__Exercise instructions__
Each line from the one that contains "nothing saved yields" to the end of the material must be set down exactly, and no line before it.

__Excerpted records__

-----

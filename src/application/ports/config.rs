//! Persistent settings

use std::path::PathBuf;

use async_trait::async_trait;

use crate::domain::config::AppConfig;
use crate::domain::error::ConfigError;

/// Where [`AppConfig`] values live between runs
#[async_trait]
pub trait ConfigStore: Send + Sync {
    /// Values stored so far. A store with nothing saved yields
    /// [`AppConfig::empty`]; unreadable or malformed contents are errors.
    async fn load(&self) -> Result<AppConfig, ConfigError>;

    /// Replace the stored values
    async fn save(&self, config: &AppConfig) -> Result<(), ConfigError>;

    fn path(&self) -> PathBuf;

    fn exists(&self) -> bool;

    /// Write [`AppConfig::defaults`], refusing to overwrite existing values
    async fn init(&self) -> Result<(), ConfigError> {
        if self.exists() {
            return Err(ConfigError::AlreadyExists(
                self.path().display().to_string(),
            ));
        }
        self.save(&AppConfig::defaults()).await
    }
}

-----

__Your response__
    /// Values stored so far. A store with nothing saved yields
    /// [`AppConfig::empty`]; unreadable or malformed contents are errors.
    async fn load(&self) -> Result<AppConfig, ConfigError>;

    /// Replace the stored values
    async fn save(&self, config: &AppConfig) -> Result<(), ConfigError>;

    fn path(&self) -> PathBuf;

    fn exists(&self) -> bool;

    /// Write [`AppConfig::defaults`], refusing to overwrite existing values
    async fn init(&self) -> Result<(), ConfigError> {
        if self.exists() {
            return Err(ConfigError::AlreadyExists(
                self.path().display().to_string(),
            ));
        }
        self.save(&AppConfig::defaults()).await
    }
}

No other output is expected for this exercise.